[Stored entries]
▼

use chrono::{DateTime, Utc};
use storage::documents;
use storage::repository::{KeyValueStore, StorageError};
use tokio::sync::watch;
use tracing::{debug, info, warn};
use training_core::Clock;
use training_core::catalog::{self, ModuleCatalog, QuestionBank};
use training_core::metrics::{self, ModuleStatus, ProgressMetrics};
use training_core::model::{
    AssessmentError, EngineSettings, ModuleId, ProgressRecord, QuizAttempt, QuizError,
    RiskAssessmentEntry, RiskHistory, ScoreBand,
};
use training_core::rules::{self, AchievementChanges};

use super::export::ProgressExport;
use super::outcomes::{
    AnswerSheetOutcome, LoadReport, ModuleCompletionOutcome, ProgressSnapshot, QuizOutcome,
    RiskOutcome,
};
use crate::error::EngineError;

//
// ─── ENGINE ───────────────────────────────────────────────────────────────────
//

/// Owns the learner's progress record and risk history.
///
/// Every transition goes through a method here: it mutates the record,
/// re-evaluates achievements and the certificate, persists through the store
/// and publishes a fresh [`ProgressSnapshot`]. Storage failures during a
/// transition are logged and the in-memory state stays authoritative.
pub struct ProgressEngine {
    clock: Clock,
    settings: EngineSettings,
    catalog: ModuleCatalog,
    store: Arc<dyn KeyValueStore>,
    record: ProgressRecord,
    history: RiskHistory,
    snapshots: watch::Sender<ProgressSnapshot>,
}

/// What a finished transition changed besides the record itself.
struct Settled {
    changes: AchievementChanges,
    certificate_awarded: bool,
}

impl ProgressEngine {
    /// Build an engine holding default state. Nothing is read from the store
    /// until [`ProgressEngine::load_progress`] runs.
    #[must_use]
    pub fn new(
        clock: Clock,
        settings: EngineSettings,
        catalog: ModuleCatalog,
        store: Arc<dyn KeyValueStore>,
    ) -> Self {
        if catalog.len() != settings.module_count() {
            warn!(
                catalog = catalog.len(),
                configured = settings.module_count(),
                "module catalog size differs from configured module count"
            );
        }
        let record = ProgressRecord::new();
        let history = RiskHistory::new(settings.history_capacity());
        let snapshot = build_snapshot(&record, &history, &settings);
        let (snapshots, _) = watch::channel(snapshot);
        Self {
            clock,
            settings,
            catalog,
            store,
            record,
            history,
            snapshots,
        }
    }

    /// Build an engine and restore persisted state.
    pub async fn open(
        clock: Clock,
        settings: EngineSettings,
        catalog: ModuleCatalog,
        store: Arc<dyn KeyValueStore>,
    ) -> (Self, LoadReport) {
        let mut engine = Self::new(clock, settings, catalog, store);
        let report = engine.load_progress().await;
        (engine, report)
    }

    //
    // ─── PERSISTENCE ─────────────────────────────────────────────────────────
    //

    /// Replace in-memory state with what the store holds.
    ///
    /// Missing keys, read failures and malformed payloads all yield default
    /// state; repairs are listed in the returned report.
    pub async fn load_progress(&mut self) -> LoadReport {
        let now = self.clock.now();
        let mut report = LoadReport::default();

        self.record = match self.store.get(&self.settings.keys().progress).await {
            Ok(Some(raw)) => {
                report.progress_found = true;
                let decoded =
                    documents::decode_progress(&raw, &self.settings, &self.catalog, now);
                report.progress_issues = decoded.issues;
                report.reconciliation = decoded.reconciliation;
                decoded.record
            }
            Ok(None) => {
                debug!("no saved progress; starting fresh");
                ProgressRecord::new()
            }
            Err(err) => {
                warn!(error = %err, "failed to read progress; starting fresh");
                report.progress_issues.push(format!("progress unreadable: {err}"));
                ProgressRecord::new()
            }
        };

        let capacity = self.settings.history_capacity();
        self.history = match self.store.get(&self.settings.keys().risk_history).await {
            Ok(Some(raw)) => {
                let decoded = documents::decode_history(&raw, capacity);
                report.history_issues = decoded.issues;
                decoded.history
            }
            Ok(None) => RiskHistory::new(capacity),
            Err(err) => {
                warn!(error = %err, "failed to read risk history; starting empty");
                report.history_issues.push(format!("risk history unreadable: {err}"));
                RiskHistory::new(capacity)
            }
        };

        debug!(
            modules = self.record.completed_modules().len(),
            attempts = self.record.quiz_results().len(),
            assessments = self.record.assessments_completed(),
            history = self.history.len(),
            "progress loaded"
        );
        self.publish();
        report
    }

    /// Write the progress record under its key.
    ///
    /// # Errors
    ///
    /// Returns `StorageError` if encoding or the store write fails.
    pub async fn save_progress(&self) -> Result<(), StorageError> {
        let raw = documents::encode_progress(&self.record)?;
        self.store.set(&self.settings.keys().progress, &raw).await
    }

    /// Write the risk history under its key.
    ///
    /// # Errors
    ///
    /// Returns `StorageError` if encoding or the store write fails.
    pub async fn save_history(&self) -> Result<(), StorageError> {
        let raw = documents::encode_history(&self.history)?;
        self.store.set(&self.settings.keys().risk_history, &raw).await
    }

    async fn persist_progress(&self) {
        if let Err(err) = self.save_progress().await {
            warn!(error = %err, "failed to persist progress; keeping in-memory state");
        }
    }

    async fn persist_history(&self) {
        if let Err(err) = self.save_history().await {
            warn!(error = %err, "failed to persist risk history; keeping in-memory state");
        }
    }

    //
    // ─── TRANSITIONS ─────────────────────────────────────────────────────────
    //

    /// Mark a module complete. Unknown ids are stored but unlock nothing.
    pub async fn complete_module(
        &mut self,
        module_id: ModuleId,
        time_spent_minutes: Option<u32>,
    ) -> ModuleCompletionOutcome {
        let now = self.clock.now();
        let module_count = self.settings.module_count();
        let known = module_id.is_known(module_count);
        if !known {
            warn!(module = %module_id, module_count, "completing a module outside the catalog");
        }

        let newly_completed = self.record.complete_module(module_id, time_spent_minutes, now);
        let unlocked_next = Some(module_id.next())
            .filter(|next| newly_completed && known && next.is_known(module_count));
        debug!(module = %module_id, newly_completed, "module completed");

        let settled = self.settle(now).await;
        ModuleCompletionOutcome {
            module_id,
            newly_completed,
            known,
            unlocked_next,
            new_achievements: settled.changes.unlocked,
            certificate_awarded: settled.certificate_awarded,
        }
    }

    /// Record a quiz attempt of `score` correct answers out of `total_questions`.
    ///
    /// # Errors
    ///
    /// Returns `QuizError` for an empty quiz or a score above the total; the
    /// record is left untouched.
    pub async fn submit_quiz(
        &mut self,
        score: u32,
        total_questions: u32,
    ) -> Result<QuizOutcome, QuizError> {
        let now = self.clock.now();
        let attempt = QuizAttempt::new(score, total_questions, now, self.settings.pass_percent())?;
        let percentage = attempt.percentage();
        let passed = attempt.passed();
        self.record.record_quiz_attempt(attempt.clone());
        debug!(score, total_questions, percentage, passed, "quiz submitted");

        let settled = self.settle(now).await;
        let best_percentage = self
            .record
            .best_attempt()
            .map_or(percentage, QuizAttempt::percentage);
        Ok(QuizOutcome {
            attempt,
            percentage,
            passed,
            band: ScoreBand::for_percentage(percentage, self.settings.pass_percent()),
            best_percentage,
            new_achievements: settled.changes.unlocked,
            certificate_awarded: settled.certificate_awarded,
        })
    }

    /// Grade an answer sheet against `bank` and record the result.
    ///
    /// # Errors
    ///
    /// Returns `QuizError` if the graded sheet is not a valid attempt.
    pub async fn submit_quiz_answers(
        &mut self,
        bank: &QuestionBank,
        answers: &[Option<usize>],
    ) -> Result<AnswerSheetOutcome, QuizError> {
        let graded = bank.grade(answers);
        let outcome = self
            .submit_quiz(graded.score, graded.total_questions)
            .await?;
        Ok(AnswerSheetOutcome { graded, outcome })
    }

    /// Score a risk and add it to the history.
    ///
    /// Known threat codes are stored under their display names.
    ///
    /// # Errors
    ///
    /// Returns `AssessmentError` for a blank asset or threat or a rating
    /// outside `1..=5`; nothing is recorded.
    pub async fn submit_risk_assessment(
        &mut self,
        asset: &str,
        threat: &str,
        likelihood: u8,
        impact: u8,
    ) -> Result<RiskOutcome, AssessmentError> {
        let now = self.clock.now();
        let threat = catalog::threat_display_name(threat);
        let entry = RiskAssessmentEntry::assess(asset, threat, likelihood, impact, now)?;

        self.record.record_assessment();
        let evicted = self.history.push(entry.clone());
        if let Some(old) = &evicted {
            debug!(asset = old.asset(), "oldest risk assessment evicted");
        }
        debug!(
            asset = entry.asset(),
            score = entry.score(),
            level = %entry.level(),
            "risk assessed"
        );

        self.persist_history().await;
        let settled = self.settle(now).await;
        Ok(RiskOutcome {
            recommendation: entry.level().recommendation(),
            entry,
            evicted,
            assessments_completed: self.record.assessments_completed(),
            new_achievements: settled.changes.unlocked,
            certificate_awarded: settled.certificate_awarded,
        })
    }

    /// Reconcile badges with the current record, persisting when anything
    /// changed.
    pub async fn check_achievements(&mut self) -> AchievementChanges {
        let changes = rules::check_achievements(&mut self.record, &self.settings);
        log_changes(&changes);
        if !changes.is_empty() {
            self.persist_progress().await;
            self.publish();
        }
        changes
    }

    /// Grant the certificate if the record qualifies. Returns `true` only on
    /// the transition.
    pub async fn award_certificate(&mut self) -> bool {
        let now = self.clock.now();
        let awarded = rules::award_certificate(&mut self.record, &self.settings, now);
        if awarded {
            info!(at = %now, "certificate earned");
            self.persist_progress().await;
            self.publish();
        }
        awarded
    }

    /// Add one minute of training time. Driven by [`super::TrainingTimer`].
    pub async fn record_training_minute(&mut self) {
        let now = self.clock.now();
        self.record.add_training_minutes(1);
        debug!(
            total = self.record.total_time_spent_minutes(),
            "training minute recorded"
        );
        self.settle(now).await;
    }

    /// Drop all progress and history, in memory and in the store.
    pub async fn reset_progress(&mut self) {
        self.record = ProgressRecord::new();
        self.history.clear();

        let keys = self.settings.keys();
        for key in [&keys.progress, &keys.risk_history] {
            if let Err(err) = self.store.remove(key).await {
                warn!(key = %key, error = %err, "failed to remove stored progress");
            }
        }
        info!("progress reset");
        self.publish();
    }

    /// Shared tail of every transition.
    async fn settle(&mut self, now: DateTime<Utc>) -> Settled {
        self.record.touch(now);
        let changes = rules::check_achievements(&mut self.record, &self.settings);
        log_changes(&changes);
        let certificate_awarded = rules::award_certificate(&mut self.record, &self.settings, now);
        if certificate_awarded {
            info!(at = %now, "certificate earned");
        }
        self.persist_progress().await;
        self.publish();
        Settled {
            changes,
            certificate_awarded,
        }
    }

    //
    // ─── READS ───────────────────────────────────────────────────────────────
    //

    #[must_use]
    pub fn record(&self) -> &ProgressRecord {
        &self.record
    }

    #[must_use]
    pub fn history(&self) -> &RiskHistory {
        &self.history
    }

    #[must_use]
    pub fn settings(&self) -> &EngineSettings {
        &self.settings
    }

    #[must_use]
    pub fn catalog(&self) -> &ModuleCatalog {
        &self.catalog
    }

    #[must_use]
    pub fn metrics(&self) -> ProgressMetrics {
        ProgressMetrics::compute(&self.record, &self.settings)
    }

    #[must_use]
    pub fn module_statuses(&self) -> Vec<(ModuleId, ModuleStatus)> {
        metrics::module_statuses(&self.record, &self.settings)
    }

    #[must_use]
    pub fn snapshot(&self) -> ProgressSnapshot {
        build_snapshot(&self.record, &self.history, &self.settings)
    }

    /// Receive a fresh snapshot after every transition.
    #[must_use]
    pub fn subscribe(&self) -> watch::Receiver<ProgressSnapshot> {
        self.snapshots.subscribe()
    }

    #[must_use]
    pub fn export(&self) -> ProgressExport {
        ProgressExport::build(&self.record, &self.history, &self.settings, self.clock.now())
    }

    /// Pretty-printed export document.
    ///
    /// # Errors
    ///
    /// Returns `EngineError::Export` if serialization fails.
    pub fn export_json(&self) -> Result<String, EngineError> {
        Ok(serde_json::to_string_pretty(&self.export())?)
    }

    fn publish(&self) {
        self.snapshots.send_replace(self.snapshot());
    }
}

▲

◆ **WHAT THE EXERCISE ASKS**:
Search the records for the word "decoded" and copy every line where it occurs.

◆ **RESPONSE**:
                let decoded =
                report.progress_issues = decoded.issues;
                report.reconciliation = decoded.reconciliation;
                decoded.record
                let decoded = documents::decode_history(&raw, capacity);
                report.history_issues = decoded.issues;
                decoded.history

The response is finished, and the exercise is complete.